Predictive Analytics: The privacy pickle

Predictive Analytics: The privacy pickle

Hewlett-Packard (HP) knows there are two sides to every coin. The company has achieved new power by predicting employee behavior, a profitable practice that may raise eyebrows among some of its staff. HP tags its more than 330,000 workers with a so-called Flight Risk score. This simple number foretells whether each individual is likely to leave his or her job.

With the advent of predictive analytics, organizations gain power by predicting potent yet – in some cases – sensitive insights about individuals. These predictions are derived from existing data, almost as if creating new information out of thin air. Examples include HP inferring an employee’s intent to resign, retailer Target deducing a customer’s pregnancy, and law enforcement in Oregon and Pennsylvania foretelling a convict’s future repeat offense.

By predicting which of its staff are likely to leave, HP can focus its efforts on retaining them, thereby reducing the high cost associated with finding and training replacements. Managers “drive decisions with the support of the [predictive] report and the story it tells for each of their employees,” says Gitali Halder, who leads this prediction project’s team at HP and holds a master’s in economics from the University of Delhi.

HP credits its capacity to predict with helping decrease its workforce turnover rate for a specialized team that provides support for calculating and managing the compensation of salespeople globally. The roughly 300-member team’s turnover rates, which were a relatively high 20 percent in some regions, have decreased to 15 percent and continue to trend downward.

Beyond this early success, HP’s Flight Risk prediction capability promises $300 million in estimated potential savings with respect to staff replacement and productivity loss globally. The Flight Risk scores adeptly inform managers where risk lurks: the 40 percent of HP employees assigned highest scores includes 75 percent of those who will quit (almost twice that of guessing).

HP, which literally started in the proverbial garage, came in as the 27th largest employer of 2011; $127 billion in revenue places it among the top few technology companies globally.

Halder and her teammate Anindya Dey first broke this ground in 2011, mathematically scrutinizing the loyalty of each one of their 330,000 colleagues. The two crackerjack scientists, members of HP’s group of 1,700 analytics workers in Bangalore, built this prognostic capability with predictive analytics, technology that learns from the experience encoded in big data to form predictive scores for individual workers, customers, patients or voters.

To prepare learning material, they pulled together two years of employee data such as salaries, raises, job ratings and job rotations. Then they tacked on, for each employee record, whether the person had quit. Compiled in this form, the data served to train a Flight Risk detector that recognizes combinations of factors characteristic to likely HP defectors. The results surprised Halder and Dey, revealing that promotions are not always a good thing. While promotions decrease Flight Risk across HP as a whole, the effect is reversed within the sales compensation team: Those promoted more times are more likely to quit, unless they have also experienced a more significant pay hike.

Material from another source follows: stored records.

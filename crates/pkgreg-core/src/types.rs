//! Resolved type information handed over by the front end.
//!
//! The registry never infers types. It only compares them (method receivers
//! are matched to their named type by identity) and renders them. Identity
//! ([`Type::identical`]) is structural with aliases replaced by their
//! targets: two `Type::Named` values are the same type iff their package path
//! and name match. Derived `PartialEq` compares the representation, aliases
//! included.

use serde::{Deserialize, Serialize};
use std::fmt;
use std::path::PathBuf;

// ============================================================================
// Modules
// ============================================================================

/// A versioned source tree grouping one or more packages.
#[derive(Debug, Clone, PartialEq, Eq, Hash, Serialize, Deserialize)]
pub struct ModuleInfo {
    /// Module path, e.g. `example.com/project`.
    pub path: String,
    /// Source directory on disk, when the module is available locally.
    #[serde(default, skip_serializing_if = "Option::is_none")]
    pub dir: Option<PathBuf>,
    #[serde(default, skip_serializing_if = "Option::is_none")]
    pub version: Option<String>,
}

impl ModuleInfo {
    pub fn new(path: impl Into<String>) -> Self {
        ModuleInfo {
            path: path.into(),
            dir: None,
            version: None,
        }
    }

    pub fn with_dir(mut self, dir: impl Into<PathBuf>) -> Self {
        self.dir = Some(dir.into());
        self
    }

    pub fn with_version(mut self, version: impl Into<String>) -> Self {
        self.version = Some(version.into());
        self
    }
}

// ============================================================================
// Types
// ============================================================================

/// A resolved type.
#[derive(Debug, Clone, PartialEq, Eq, Hash, Serialize, Deserialize)]
#[serde(tag = "kind", rename_all = "snake_case")]
pub enum Type {
    /// Predeclared type (`int`, `string`, ...).
    Basic { name: String },
    /// A declared named type.
    Named { package: String, name: String },
    /// An alias; identity is that of `target`.
    Alias {
        package: String,
        name: String,
        target: Box<Type>,
    },
    Pointer { elem: Box<Type> },
    Slice { elem: Box<Type> },
    Map { key: Box<Type>, value: Box<Type> },
    Func { signature: Box<Signature> },
    /// Anything the registry does not need to look inside.
    Other { repr: String },
}

impl Type {
    pub fn basic(name: impl Into<String>) -> Self {
        Type::Basic { name: name.into() }
    }

    pub fn named(package: impl Into<String>, name: impl Into<String>) -> Self {
        Type::Named {
            package: package.into(),
            name: name.into(),
        }
    }

    pub fn pointer(elem: Type) -> Self {
        Type::Pointer {
            elem: Box::new(elem),
        }
    }

    /// Strip any chain of aliases.
    pub fn unalias(&self) -> &Type {
        let mut t = self;
        while let Type::Alias { target, .. } = t {
            t = target;
        }
        t
    }

    /// Strip aliases and pointer indirections.
    pub fn deref(&self) -> &Type {
        let mut t = self.unalias();
        while let Type::Pointer { elem } = t {
            t = elem.unalias();
        }
        t
    }

    pub fn is_pointer(&self) -> bool {
        matches!(self.unalias(), Type::Pointer { .. })
    }

    /// Type identity: aliases are replaced by their targets at every level,
    /// then the structures are compared. Named types are identical iff their
    /// package path and name match.
    pub fn identical(&self, other: &Type) -> bool {
        match (self.unalias(), other.unalias()) {
            (Type::Basic { name: a }, Type::Basic { name: b }) => a == b,
            (
                Type::Named {
                    package: pa,
                    name: na,
                },
                Type::Named {
                    package: pb,
                    name: nb,
                },
            ) => pa == pb && na == nb,
            (Type::Pointer { elem: a }, Type::Pointer { elem: b })
            | (Type::Slice { elem: a }, Type::Slice { elem: b }) => a.identical(b),
            (
                Type::Map {
                    key: ka,
                    value: va,
                },
                Type::Map {
                    key: kb,
                    value: vb,
                },
            ) => ka.identical(kb) && va.identical(vb),
            (Type::Func { signature: a }, Type::Func { signature: b }) => a.identical(b),
            (Type::Other { repr: a }, Type::Other { repr: b }) => a == b,
            _ => false,
        }
    }

    /// Name of the named type, if this is one (after unaliasing).
    pub fn named_name(&self) -> Option<&str> {
        match self.unalias() {
            Type::Named { name, .. } => Some(name),
            _ => None,
        }
    }
}

impl fmt::Display for Type {
    fn fmt(&self, f: &mut fmt::Formatter<'_>) -> fmt::Result {
        match self {
            Type::Basic { name } => write!(f, "{}", name),
            Type::Named { package, name } | Type::Alias { package, name, .. } => {
                if package.is_empty() {
                    write!(f, "{}", name)
                } else {
                    write!(f, "{}.{}", package, name)
                }
            }
            Type::Pointer { elem } => write!(f, "*{}", elem),
            Type::Slice { elem } => write!(f, "[]{}", elem),
            Type::Map { key, value } => write!(f, "map[{}]{}", key, value),
            Type::Func { signature } => write!(f, "func{}", signature),
            Type::Other { repr } => write!(f, "{}", repr),
        }
    }
}

// ============================================================================
// Signatures
// ============================================================================

/// A function signature.
#[derive(Debug, Clone, Default, PartialEq, Eq, Hash, Serialize, Deserialize)]
pub struct Signature {
    /// Receiver type for methods.
    #[serde(default, skip_serializing_if = "Option::is_none")]
    pub recv: Option<Type>,
    #[serde(default)]
    pub params: Vec<Type>,
    #[serde(default)]
    pub results: Vec<Type>,
    #[serde(default)]
    pub variadic: bool,
}

impl Signature {
    pub fn new(params: Vec<Type>, results: Vec<Type>) -> Self {
        Signature {
            recv: None,
            params,
            results,
            variadic: false,
        }
    }

    pub fn with_recv(mut self, recv: Type) -> Self {
        self.recv = Some(recv);
        self
    }

    pub fn with_variadic(mut self, variadic: bool) -> Self {
        self.variadic = variadic;
        self
    }

    /// Type identity of two signatures. Receivers are ignored.
    pub fn identical(&self, other: &Signature) -> bool {
        fn all_identical(a: &[Type], b: &[Type]) -> bool {
            a.len() == b.len() && a.iter().zip(b).all(|(x, y)| x.identical(y))
        }
        self.variadic == other.variadic
            && all_identical(&self.params, &other.params)
            && all_identical(&self.results, &other.results)
    }
}

impl fmt::Display for Signature {
    fn fmt(&self, f: &mut fmt::Formatter<'_>) -> fmt::Result {
        write!(f, "(")?;
        for (i, p) in self.params.iter().enumerate() {
            if i > 0 {
                write!(f, ", ")?;
            }
            if self.variadic && i + 1 == self.params.len() {
                write!(f, "...")?;
            }
            write!(f, "{}", p)?;
        }
        write!(f, ")")?;
        match self.results.len() {
            0 => Ok(()),
            1 => write!(f, " {}", self.results[0]),
            _ => {
                write!(f, " (")?;
                for (i, r) in self.results.iter().enumerate() {
                    if i > 0 {
                        write!(f, ", ")?;
                    }
                    write!(f, "{}", r)?;
                }
                write!(f, ")")
            }
        }
    }
}

// ============================================================================
// Constant Values
// ============================================================================

/// The value of a constant as evaluated by the front end.
#[derive(Debug, Clone, PartialEq, Serialize, Deserialize)]
#[serde(tag = "kind", content = "value", rename_all = "snake_case")]
pub enum ConstValue {
    Bool(bool),
    Int(i64),
    Float(f64),
    String(String),
    Unknown,
}

impl fmt::Display for ConstValue {
    fn fmt(&self, f: &mut fmt::Formatter<'_>) -> fmt::Result {
        match self {
            ConstValue::Bool(v) => write!(f, "{}", v),
            ConstValue::Int(v) => write!(f, "{}", v),
            ConstValue::Float(v) => write!(f, "{}", v),
            ConstValue::String(v) => write!(f, "{:?}", v),
            ConstValue::Unknown => write!(f, "unknown"),
        }
    }
}

// ============================================================================
// Symbols
// ============================================================================

/// A declared constant.
#[derive(Debug, Clone, PartialEq, Serialize, Deserialize)]
pub struct ConstSymbol {
    pub name: String,
    pub ty: Type,
    pub value: ConstValue,
}

/// A declared type name. `ty` is the type it denotes; for a defined type this
/// is the `Type::Named` that method receivers are compared against.
#[derive(Debug, Clone, PartialEq, Eq, Hash, Serialize, Deserialize)]
pub struct TypeNameSymbol {
    pub name: String,
    pub ty: Type,
}

/// A declared function or method.
#[derive(Debug, Clone, PartialEq, Eq, Hash, Serialize, Deserialize)]
pub struct FuncSymbol {
    pub name: String,
    pub signature: Signature,
}

/// Resolution of a defining identifier.
#[derive(Debug, Clone, PartialEq, Serialize, Deserialize)]
#[serde(tag = "symbol", rename_all = "snake_case")]
pub enum Symbol {
    Const(ConstSymbol),
    TypeName(TypeNameSymbol),
    Func(FuncSymbol),
    Var { name: String, ty: Type },
}

impl Symbol {
    pub fn name(&self) -> &str {
        match self {
            Symbol::Const(c) => &c.name,
            Symbol::TypeName(t) => &t.name,
            Symbol::Func(f) => &f.name,
            Symbol::Var { name, .. } => name,
        }
    }

    /// Kind label used in diagnostics.
    pub fn kind(&self) -> &'static str {
        match self {
            Symbol::Const(_) => "const",
            Symbol::TypeName(_) => "type",
            Symbol::Func(_) => "func",
            Symbol::Var { .. } => "var",
        }
    }
}
//! Error types for package graph construction.
//!
//! `GraphError` covers every way [`Packages::build`](crate::graph::Packages::build)
//! and the checked accessors can fail. Errors carry enough context (package
//! id, symbol name, patterns) to produce a useful message on their own.
//!
//! Any error reported by the front end for any package in the closure is
//! fatal: construction stops and nothing is returned.

use thiserror::Error;

use crate::frontend::FrontendError;

/// Errors from building or querying a package graph.
#[derive(Debug, Error)]
pub enum GraphError {
    /// The front end could not load the patterns at all.
    #[error("load {patterns:?}: {source}")]
    Load {
        patterns: Vec<String>,
        #[source]
        source: FrontendError,
    },

    /// A package in the closure was loaded with errors.
    #[error("package {id} has errors: {}", errors.join("; "))]
    PackageErrors { id: String, errors: Vec<String> },

    /// A declared import was not delivered by the front end.
    #[error("package {package} imports {import}, which was not loaded")]
    MissingImport { package: String, import: String },

    /// A declaring identifier has no resolved symbol, or one of the wrong kind.
    #[error("{package}: no {expected} symbol for identifier {name}")]
    UnresolvedSymbol {
        package: String,
        name: String,
        expected: &'static str,
    },

    /// The front end could not evaluate an expression.
    #[error("{package}: cannot evaluate {expr:?}: {source}")]
    Eval {
        package: String,
        expr: String,
        #[source]
        source: FrontendError,
    },

    /// A checked lookup found nothing.
    #[error("{package}: {kind} {name} not found")]
    NotFound {
        package: String,
        kind: &'static str,
        name: String,
    },
}

/// Result type for graph operations.
pub type GraphResult<T> = Result<T, GraphError>;

impl GraphError {
    pub(crate) fn not_found(
        package: impl Into<String>,
        kind: &'static str,
        name: impl Into<String>,
    ) -> Self {
        GraphError::NotFound {
            package: package.into(),
            kind,
            name: name.into(),
        }
    }

    /// Whether the error came from a checked lookup rather than construction.
    pub fn is_not_found(&self) -> bool {
        matches!(self, GraphError::NotFound { .. })
    }
}

#[cfg(test)]
mod tests {
    use super::*;

    #[test]
    fn package_errors_join_messages() {
        let err = GraphError::PackageErrors {
            id: "example.com/m/a".into(),
            errors: vec!["a.go:1:1: expected package".into(), "undefined: x".into()],
        };
        assert_eq!(
            err.to_string(),
            "package example.com/m/a has errors: a.go:1:1: expected package; undefined: x"
        );
    }

    #[test]
    fn load_error_keeps_source() {
        use std::error::Error as _;

        let err = GraphError::Load {
            patterns: vec!["./...".into()],
            source: FrontendError::other("go list failed"),
        };
        assert!(err.to_string().contains("go list failed"));
        assert!(err.source().is_some());
    }

    #[test]
    fn not_found_is_flagged() {
        let err = GraphError::not_found("m/a", "constant", "Missing");
        assert!(err.is_not_found());
        assert_eq!(err.to_string(), "m/a: constant Missing not found");
        let other = GraphError::MissingImport {
            package: "m/a".into(),
            import: "m/b".into(),
        };
        assert!(!other.is_not_found());
    }
}
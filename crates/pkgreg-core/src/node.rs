//! Syntax leaves shared between the front end and the registry.
//!
//! Only the pieces the registry needs to reason about are modelled here:
//! identifiers (name + span) and raw comments. Full syntax trees belong to
//! the front end.

use serde::{Deserialize, Serialize};

use crate::position::{Pos, Span};

/// An identifier occurrence.
#[derive(Debug, Clone, PartialEq, Eq, Hash, Serialize, Deserialize)]
pub struct Ident {
    pub name: String,
    pub span: Span,
}

impl Ident {
    pub fn new(name: impl Into<String>, span: Span) -> Self {
        Ident {
            name: name.into(),
            span,
        }
    }

    /// Start position; symbol tables are keyed by it.
    pub fn pos(&self) -> Pos {
        self.span.start
    }
}

/// A single comment exactly as written, including its `//` or `/* */` markers.
#[derive(Debug, Clone, PartialEq, Eq, Hash, Serialize, Deserialize)]
pub struct Comment {
    pub span: Span,
    pub text: String,
}

impl Comment {
    pub fn new(text: impl Into<String>, span: Span) -> Self {
        Comment {
            text: text.into(),
            span,
        }
    }
}

/// A run of comments with no blank line or code between them.
#[derive(Debug, Clone, Default, PartialEq, Eq, Hash, Serialize, Deserialize)]
pub struct CommentGroup {
    pub list: Vec<Comment>,
}

impl CommentGroup {
    pub fn new(list: Vec<Comment>) -> Self {
        CommentGroup { list }
    }

    /// Span from the first comment's start to the last comment's end.
    pub fn span(&self) -> Option<Span> {
        let first = self.list.first()?;
        let last = self.list.last()?;
        Some(Span::new(first.span.start, last.span.end))
    }

    pub fn is_empty(&self) -> bool {
        self.list.is_empty()
    }
}
use validator::ValidationErrors;

/// Flattens validator output into "field: message" strings for the
/// standard validation error envelope.
pub fn validation_messages(validation_errors: &ValidationErrors) -> Vec<String> {
    validation_errors
        .field_errors()
        .iter()
        .flat_map(|(field, errors)| {
            let field = field.to_string();
            errors.iter().map(move |error| {
                format!(
                    "{}: {}",
                    field,
                    error.message.as_ref().unwrap_or(&"Invalid value".into())
                )
            })
        })
        .collect()
}

#[cfg(test)]
mod tests {
    use super::*;
    use validator::Validate;

    #[derive(Validate)]
    struct Sample {
        #[validate(length(min = 3, message = "Name must be at least 3 characters"))]
        name: String,
        #[validate(range(min = 1, message = "Quantity must be at least 1"))]
        quantity: i32,
    }

    #[test]
    fn messages_include_field_names() {
        let sample = Sample {
            name: "ab".into(),
            quantity: 0,
        };
        let errors = sample.validate().unwrap_err();
        let mut messages = validation_messages(&errors);
        messages.sort();
        assert_eq!(messages.len(), 2);
        assert!(messages[0].starts_with("name: ") || messages[1].starts_with("name: "));
        assert!(messages.iter().any(|m| m.contains("Quantity must be at least 1")));
    }
}
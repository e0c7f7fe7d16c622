use axum::{
    extract::{Path, Query, State},
    http::StatusCode,
    response::Json,
};
use uuid::Uuid;
use validator::Validate;

use crate::errors::ServiceError;
use crate::handlers::common;
use crate::services::products::{
    CreateProductRequest, ProductListQuery, ProductResponse, UpdateProductRequest,
};
use crate::{ApiResponse, AppState, ListQuery, PaginatedResponse};

#[utoipa::path(
    get,
    path = "/api/v1/products",
    summary = "List products",
    description = "Get a paginated list of active products with optional search and category filter",
    params(
        ("page" = Option<u64>, Query, description = "Page number (default: 1)"),
        ("limit" = Option<u64>, Query, description = "Items per page (default: 20)"),
        ("search" = Option<String>, Query, description = "Match against item name and category"),
        ("category" = Option<String>, Query, description = "Exact category filter"),
    ),
    responses(
        (status = 200, description = "Products retrieved", body = ApiResponse<PaginatedResponse<ProductResponse>>),
        (status = 401, description = "Unauthorized", body = crate::errors::ErrorResponse),
    ),
    security(("Bearer" = []))
)]
pub async fn list_products(
    State(state): State<AppState>,
    Query(query): Query<ProductListQuery>,
) -> Result<Json<ApiResponse<PaginatedResponse<ProductResponse>>>, ServiceError> {
    let products = state.services.products.list_products(query).await?;
    Ok(Json(ApiResponse::success(products)))
}

#[utoipa::path(
    get,
    path = "/api/v1/products/all",
    summary = "List all products",
    description = "Get every product including deactivated ones (admin only)",
    params(
        ("page" = Option<u64>, Query, description = "Page number (default: 1)"),
        ("limit" = Option<u64>, Query, description = "Items per page (default: 20)"),
    ),
    responses(
        (status = 200, description = "Products retrieved", body = ApiResponse<PaginatedResponse<ProductResponse>>),
        (status = 403, description = "Forbidden", body = crate::errors::ErrorResponse),
    ),
    security(("Bearer" = []))
)]
pub async fn list_all_products(
    State(state): State<AppState>,
    Query(query): Query<ListQuery>,
) -> Result<Json<ApiResponse<PaginatedResponse<ProductResponse>>>, ServiceError> {
    let products = state
        .services
        .products
        .list_all_products(Some(query.page()), Some(query.limit()))
        .await?;
    Ok(Json(ApiResponse::success(products)))
}

#[utoipa::path(
    get,
    path = "/api/v1/products/categories",
    summary = "List categories",
    description = "Distinct category names across active products",
    responses(
        (status = 200, description = "Categories retrieved", body = ApiResponse<Vec<String>>),
        (status = 401, description = "Unauthorized", body = crate::errors::ErrorResponse),
    ),
    security(("Bearer" = []))
)]
pub async fn list_categories(
    State(state): State<AppState>,
) -> Result<Json<ApiResponse<Vec<String>>>, ServiceError> {
    let categories = state.services.products.list_categories().await?;
    Ok(Json(ApiResponse::success(categories)))
}

#[utoipa::path(
    get,
    path = "/api/v1/products/{id}",
    summary = "Get product",
    description = "Fetch one product by id, including deactivated products",
    params(("id" = Uuid, Path, description = "Product id")),
    responses(
        (status = 200, description = "Product retrieved", body = ApiResponse<ProductResponse>),
        (status = 404, description = "Product not found", body = crate::errors::ErrorResponse),
    ),
    security(("Bearer" = []))
)]
pub async fn get_product(
    State(state): State<AppState>,
    Path(id): Path<Uuid>,
) -> Result<Json<ApiResponse<ProductResponse>>, ServiceError> {
    let product = state.services.products.get_product(id).await?;
    Ok(Json(ApiResponse::success(product)))
}

#[utoipa::path(
    post,
    path = "/api/v1/products",
    summary = "Create product",
    description = "Add a product to the catalog (admin only)",
    request_body = CreateProductRequest,
    responses(
        (status = 201, description = "Product created", body = ApiResponse<ProductResponse>),
        (status = 400, description = "Invalid request data", body = crate::errors::ErrorResponse),
        (status = 403, description = "Forbidden", body = crate::errors::ErrorResponse),
        (status = 409, description = "Active product with that name exists", body = crate::errors::ErrorResponse),
    ),
    security(("Bearer" = []))
)]
pub async fn create_product(
    State(state): State<AppState>,
    Json(request): Json<CreateProductRequest>,
) -> Result<(StatusCode, Json<ApiResponse<ProductResponse>>), ServiceError> {
    if let Err(validation_errors) = request.validate() {
        let errors = common::validation_messages(&validation_errors);
        return Ok((
            StatusCode::BAD_REQUEST,
            Json(ApiResponse::validation_errors(errors)),
        ));
    }

    let product = state.services.products.create_product(request).await?;
    Ok((StatusCode::CREATED, Json(ApiResponse::success(product))))
}

#[utoipa::path(
    put,
    path = "/api/v1/products/{id}",
    summary = "Update product",
    description = "Update catalog fields on a product (admin only)",
    params(("id" = Uuid, Path, description = "Product id")),
    request_body = UpdateProductRequest,
    responses(
        (status = 200, description = "Product updated", body = ApiResponse<ProductResponse>),
        (status = 404, description = "Product not found", body = crate::errors::ErrorResponse),
        (status = 409, description = "Active product with that name exists", body = crate::errors::ErrorResponse),
    ),
    security(("Bearer" = []))
)]
pub async fn update_product(
    State(state): State<AppState>,
    Path(id): Path<Uuid>,
    Json(request): Json<UpdateProductRequest>,
) -> Result<(StatusCode, Json<ApiResponse<ProductResponse>>), ServiceError> {
    if let Err(validation_errors) = request.validate() {
        let errors = common::validation_messages(&validation_errors);
        return Ok((
            StatusCode::BAD_REQUEST,
            Json(ApiResponse::validation_errors(errors)),
        ));
    }

    let product = state.services.products.update_product(id, request).await?;
    Ok((StatusCode::OK, Json(ApiResponse::success(product))))
}

#[utoipa::path(
    delete,
    path = "/api/v1/products/{id}",
    summary = "Deactivate product",
    description = "Removes a product from the active catalog without deleting the row (admin only)",
    params(("id" = Uuid, Path, description = "Product id")),
    responses(
        (status = 200, description = "Product deactivated", body = ApiResponse<serde_json::Value>),
        (status = 404, description = "Product not found", body = crate::errors::ErrorResponse),
    ),
    security(("Bearer" = []))
)]
pub async fn delete_product(
    State(state): State<AppState>,
    Path(id): Path<Uuid>,
) -> Result<Json<ApiResponse<serde_json::Value>>, ServiceError> {
    state.services.products.deactivate_product(id).await?;
    Ok(Json(ApiResponse::success_with_message(
        serde_json::json!({}),
        "Product deactivated".to_string(),
    )))
}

The analysis confirmed that Flight Risk also depends on things one might expect. Employees with higher salaries, more raises and increased performance ratings are less prone to quit. Job rotations also keep employees on board by introducing change, given the rote, transactional nature of some compensation staff activities.

HP’s newfound power brings with it a newfound threat in the eyes of some employees. A novel element is emerging within staff records: speculative data. Beyond standard personal and financial data about employees, this introduces an estimation of future behavior, and so speaks to the heart, mind and intentions of the employee.